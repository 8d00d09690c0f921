//! One-shot delay capability driving the chat poll cadence. The shell owns
//! the actual clock; the core owns cancellation via generation-scoped ids.

use crux_core::capability::{Capability, CapabilityContext, Operation};
use serde::{Deserialize, Serialize};

#[derive(Debug, Clone, Copy, PartialEq, Eq, Serialize, Deserialize)]
#[serde(tag = "op", content = "data")]
pub enum TimerOperation {
    /// Resolve with `Fired` after `millis`, or `Cancelled` if cancelled first.
    Start { id: u64, millis: u64 },
    /// Fire-and-forget: cancels a pending `Start` with the same id.
    Cancel { id: u64 },
}

#[derive(Debug, Clone, Copy, PartialEq, Eq, Serialize, Deserialize)]
#[serde(tag = "type", content = "data")]
pub enum TimerOutput {
    Fired { id: u64 },
    Cancelled { id: u64 },
}

impl TimerOutput {
    #[must_use]
    pub const fn id(self) -> u64 {
        match self {
            Self::Fired { id } | Self::Cancelled { id } => id,
        }
    }
}

impl Operation for TimerOperation {
    type Output = TimerOutput;
}

pub struct Timer<Ev> {
    context: CapabilityContext<TimerOperation, Ev>,
}

impl<Ev> Capability<Ev> for Timer<Ev> {
    type Operation = TimerOperation;
    type MappedSelf<MappedEv> = Timer<MappedEv>;

    fn map_event<F, NewEv>(&self, f: F) -> Self::MappedSelf<NewEv>
    where
        F: Fn(NewEv) -> Ev + Send + Sync + 'static,
        Ev: 'static,
        NewEv: 'static,
    {
        Timer::new(self.context.map_event(f))
    }
}

impl<Ev> Timer<Ev>
where
    Ev: 'static,
{
    #[must_use]
    pub fn new(context: CapabilityContext<TimerOperation, Ev>) -> Self {
        Self { context }
    }

    pub fn after<F>(&self, id: u64, millis: u64, make_event: F)
    where
        F: FnOnce(TimerOutput) -> Ev + Send + 'static,
        Ev: Send,
    {
        let context = self.context.clone();
        self.context.spawn(async move {
            let output = context
                .request_from_shell(TimerOperation::Start { id, millis })
                .await;
            context.update_app(make_event(output));
        });
    }

    pub fn cancel(&self, id: u64)
    where
        Ev: Send,
    {
        let context = self.context.clone();
        self.context.spawn(async move {
            context.notify_shell(TimerOperation::Cancel { id }).await;
        });
    }
}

* * * * *

» **Description of the task**
With the records above in view, retype each one exactly.

» **Your solution**
repository 8d00d09690c0f921
//! One-shot delay capability driving the chat poll cadence. The shell owns
//! the actual clock; the core owns cancellation via generation-scoped ids.

use crux_core::capability::{Capability, CapabilityContext, Operation};
use serde::{Deserialize, Serialize};

#[derive(Debug, Clone, Copy, PartialEq, Eq, Serialize, Deserialize)]
#[serde(tag = "op", content = "data")]
pub enum TimerOperation {
    /// Resolve with `Fired` after `millis`, or `Cancelled` if cancelled first.
    Start { id: u64, millis: u64 },
    /// Fire-and-forget: cancels a pending `Start` with the same id.
    Cancel { id: u64 },
}

#[derive(Debug, Clone, Copy, PartialEq, Eq, Serialize, Deserialize)]
#[serde(tag = "type", content = "data")]
pub enum TimerOutput {
    Fired { id: u64 },
    Cancelled { id: u64 },
}

impl TimerOutput {
    #[must_use]
    pub const fn id(self) -> u64 {
        match self {
            Self::Fired { id } | Self::Cancelled { id } => id,
        }
    }
}

impl Operation for TimerOperation {
    type Output = TimerOutput;
}

pub struct Timer<Ev> {
    context: CapabilityContext<TimerOperation, Ev>,
}

impl<Ev> Capability<Ev> for Timer<Ev> {
    type Operation = TimerOperation;
    type MappedSelf<MappedEv> = Timer<MappedEv>;

    fn map_event<F, NewEv>(&self, f: F) -> Self::MappedSelf<NewEv>
    where
        F: Fn(NewEv) -> Ev + Send + Sync + 'static,
        Ev: 'static,
        NewEv: 'static,
    {
        Timer::new(self.context.map_event(f))
    }
}

impl<Ev> Timer<Ev>
where
    Ev: 'static,
{
    #[must_use]
    pub fn new(context: CapabilityContext<TimerOperation, Ev>) -> Self {
        Self { context }
    }

    pub fn after<F>(&self, id: u64, millis: u64, make_event: F)
    where
        F: FnOnce(TimerOutput) -> Ev + Send + 'static,
        Ev: Send,
    {
        let context = self.context.clone();
        self.context.spawn(async move {
            let output = context
                .request_from_shell(TimerOperation::Start { id, millis })
                .await;
            context.update_app(make_event(output));
        });
    }

    pub fn cancel(&self, id: u64)
    where
        Ev: Send,
    {
        let context = self.context.clone();
        self.context.spawn(async move {
            context.notify_shell(TimerOperation::Cancel { id }).await;
        });
    }
}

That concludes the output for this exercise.